* TASK ITEM *
Filter the listing below, please, and copy only the lines with the word "total".

* DATA IN THIS EXERCISE *

= = = =

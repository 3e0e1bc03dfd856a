//! Cached search result data structures.

use crate::search::StructuredQuery;
use serde::{Deserialize, Serialize};
use std::collections::BTreeMap;

/// A cluster resource as returned by the search service.
#[derive(Debug, Clone, Default, PartialEq, Serialize, Deserialize)]
pub struct Resource {
    /// Unique id assigned by the search indexer.
    #[serde(rename = "_uid", alias = "uid", default)]
    pub uid: String,
    pub name: String,
    #[serde(default)]
    pub namespace: String,
    #[serde(default)]
    pub cluster: String,
    pub kind: String,
    #[serde(rename = "selfLink", default)]
    pub self_link: String,
    /// Every other indexed property, kept as-is.
    #[serde(flatten)]
    pub extra: BTreeMap<String, serde_json::Value>,
}

impl Resource {
    pub fn new(
        uid: impl Into<String>,
        name: impl Into<String>,
        kind: impl Into<String>,
    ) -> Self {
        Self {
            uid: uid.into(),
            name: name.into(),
            kind: kind.into(),
            ..Default::default()
        }
    }

    pub fn with_location(mut self, cluster: impl Into<String>, namespace: impl Into<String>) -> Self {
        self.cluster = cluster.into();
        self.namespace = namespace.into();
        self
    }

    pub fn with_self_link(mut self, self_link: impl Into<String>) -> Self {
        self.self_link = self_link.into();
        self
    }
}

/// Related resources of one kind.
#[derive(Debug, Clone, PartialEq, Serialize, Deserialize)]
pub struct RelatedItems {
    pub kind: String,
    pub items: Vec<Resource>,
}

/// Number of related resources of one kind.
#[derive(Debug, Clone, PartialEq, Eq, Serialize, Deserialize)]
pub struct RelatedCount {
    pub kind: String,
    pub count: u64,
}

/// A previously fetched search response.
#[derive(Debug, Clone, PartialEq, Serialize, Deserialize)]
#[serde(tag = "type", rename_all = "snake_case")]
pub enum CachedResultEntry {
    /// Direct search results.
    Items { items: Vec<Resource> },
    /// Resources related to the matched set, grouped by kind.
    RelatedItems { related: Vec<RelatedItems> },
    /// Related resource counts, grouped by kind.
    RelatedCount { related: Vec<RelatedCount> },
}

/// The search service query a cache entry answers.
#[derive(Debug, Clone, Copy, PartialEq, Eq, PartialOrd, Ord, Hash, Serialize, Deserialize)]
#[serde(rename_all = "snake_case")]
pub enum QueryDocument {
    SearchResultItems,
    SearchResultRelatedItems,
    SearchResultRelatedCount,
}

/// One element of the `input` variable sent to the search service.
#[derive(Debug, Clone, Default, PartialEq, Eq, PartialOrd, Ord, Hash, Serialize, Deserialize)]
pub struct SearchInput {
    #[serde(flatten)]
    pub query: StructuredQuery,
    #[serde(rename = "relatedKinds", default, skip_serializing_if = "Option::is_none")]
    pub related_kinds: Option<Vec<String>>,
}

impl From<StructuredQuery> for SearchInput {
    fn from(query: StructuredQuery) -> Self {
        Self {
            query,
            related_kinds: None,
        }
    }
}

/// Cache key: the query document plus its full variables, filters included.
#[derive(Debug, Clone, PartialEq, Eq, PartialOrd, Ord, Hash, Serialize, Deserialize)]
pub struct CacheKey {
    pub document: QueryDocument,
    pub input: Vec<SearchInput>,
}

impl CacheKey {
    /// Key of the direct results for `query`.
    pub fn items(query: &StructuredQuery) -> Self {
        Self {
            document: QueryDocument::SearchResultItems,
            input: vec![query.clone().into()],
        }
    }

    /// Key of the related items of `kind` for `query`.
    pub fn related_items(query: &StructuredQuery, kind: &str) -> Self {
        Self {
            document: QueryDocument::SearchResultRelatedItems,
            input: vec![SearchInput {
                query: query.clone(),
                related_kinds: Some(vec![kind.to_string()]),
            }],
        }
    }

    /// Key of the related counts for `query`.
    pub fn related_count(query: &StructuredQuery) -> Self {
        Self {
            document: QueryDocument::SearchResultRelatedCount,
            input: vec![query.clone().into()],
        }
    }
}

/// A key and its entry, as stored in a snapshot file.
#[derive(Debug, Clone, PartialEq, Serialize, Deserialize)]
pub struct CacheRecord {
    pub key: CacheKey,
    pub entry: CachedResultEntry,
}
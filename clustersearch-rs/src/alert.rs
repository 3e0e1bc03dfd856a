//! Inline alerts shown for search service failures.

use serde::{Deserialize, Serialize};

/// Marker the search service uses when search is switched off.
const NOT_ENABLED: &str = "not enabled";

#[derive(Debug, Clone, Copy, PartialEq, Eq, Serialize, Deserialize)]
#[serde(rename_all = "snake_case")]
pub enum AlertVariant {
    Info,
    Danger,
}

/// A banner with a title and the raw service message.
#[derive(Debug, Clone, PartialEq, Eq, Serialize, Deserialize)]
pub struct Alert {
    pub variant: AlertVariant,
    pub title: String,
    #[serde(skip_serializing_if = "Option::is_none")]
    pub subtitle: Option<String>,
}

impl Alert {
    pub fn danger(title: impl Into<String>) -> Self {
        Self {
            variant: AlertVariant::Danger,
            title: title.into(),
            subtitle: None,
        }
    }

    /// Classify an error reported by the search service.
    ///
    /// A disabled search service is informational, anything else is a danger.
    pub fn from_service_error(message: &str) -> Self {
        let (variant, title) = if message.contains(NOT_ENABLED) {
            (AlertVariant::Info, "Search is not enabled")
        } else {
            (
                AlertVariant::Danger,
                "Error occurred while contacting the search service",
            )
        };
        Self {
            variant,
            title: title.to_string(),
            subtitle: Some(message.to_string()),
        }
    }
}
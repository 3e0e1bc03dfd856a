//! Client-side caches of search results.
//!
//! Each cache store holds previously fetched responses keyed by the query
//! document and its variables:
//! - The items store backs the direct search results table
//! - The related store backs the related resources tables and count cards
//!
//! The stores are not normalized; a delete has to be patched into each of
//! them separately (see [`reconcile`]).

mod reconcile;
mod snapshot;
mod types;

pub use reconcile::*;
pub use snapshot::CacheSnapshot;
pub use types::*;

use std::collections::BTreeMap;

/// Current snapshot format version. Increment when the format changes.
pub const CACHE_VERSION: u32 = 1;

/// A store of previously fetched search responses.
///
/// Reads never go to the network: a miss simply returns `None`.
pub trait ResultCache {
    /// Look up the entry cached for `key`.
    fn read(&self, key: &CacheKey) -> Option<CachedResultEntry>;

    /// Replace the entry cached for `key`.
    fn write(&mut self, key: CacheKey, entry: CachedResultEntry);
}

/// In-process result cache.
#[derive(Debug, Clone, Default, PartialEq)]
pub struct MemoryCache {
    entries: BTreeMap<CacheKey, CachedResultEntry>,
}

impl MemoryCache {
    pub fn new() -> Self {
        Self::default()
    }

    pub fn len(&self) -> usize {
        self.entries.len()
    }

    pub fn is_empty(&self) -> bool {
        self.entries.is_empty()
    }

    /// Borrow an entry without cloning it.
    pub fn get(&self, key: &CacheKey) -> Option<&CachedResultEntry> {
        self.entries.get(key)
    }

    pub fn records(&self) -> Vec<CacheRecord> {
        self.entries
            .iter()
            .map(|(key, entry)| CacheRecord {
                key: key.clone(),
                entry: entry.clone(),
            })
            .collect()
    }
}

impl FromIterator<CacheRecord> for MemoryCache {
    fn from_iter<T: IntoIterator<Item = CacheRecord>>(iter: T) -> Self {
        Self {
            entries: iter.into_iter().map(|r| (r.key, r.entry)).collect(),
        }
    }
}

impl ResultCache for MemoryCache {
    fn read(&self, key: &CacheKey) -> Option<CachedResultEntry> {
        self.entries.get(key).cloned()
    }

    fn write(&mut self, key: CacheKey, entry: CachedResultEntry) {
        self.entries.insert(key, entry);
    }
}
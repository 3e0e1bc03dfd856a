//! Suggest command implementation.

use crate::cli::args::SuggestArgs;
use crate::cli::output::Output;
use crate::error::Result;
use crate::search::{format_suggestions, Suggestion, SuggestionOptions};
use serde::Serialize;

#[derive(Debug, Serialize)]
pub struct SuggestResponse {
    pub suggestions: Vec<Suggestion>,
    pub total: usize,
}

pub fn run(args: &SuggestArgs, options: &SuggestionOptions, output: &Output) -> Result<()> {
    let options = SuggestionOptions {
        dedupe_selected_values: args.dedupe || options.dedupe_selected_values,
    };
    let suggestions = format_suggestions(&args.values, args.kind.into(), &args.typed, &options);

    // The header is not a selectable suggestion.
    let total = suggestions.iter().filter(|s| !s.disabled).count();
    output.print(&SuggestResponse { suggestions, total })
}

= = = =

* EXERCISE ANSWER *
    pub total: usize,
    let total = suggestions.iter().filter(|s| !s.disabled).count();
    output.print(&SuggestResponse { suggestions, total })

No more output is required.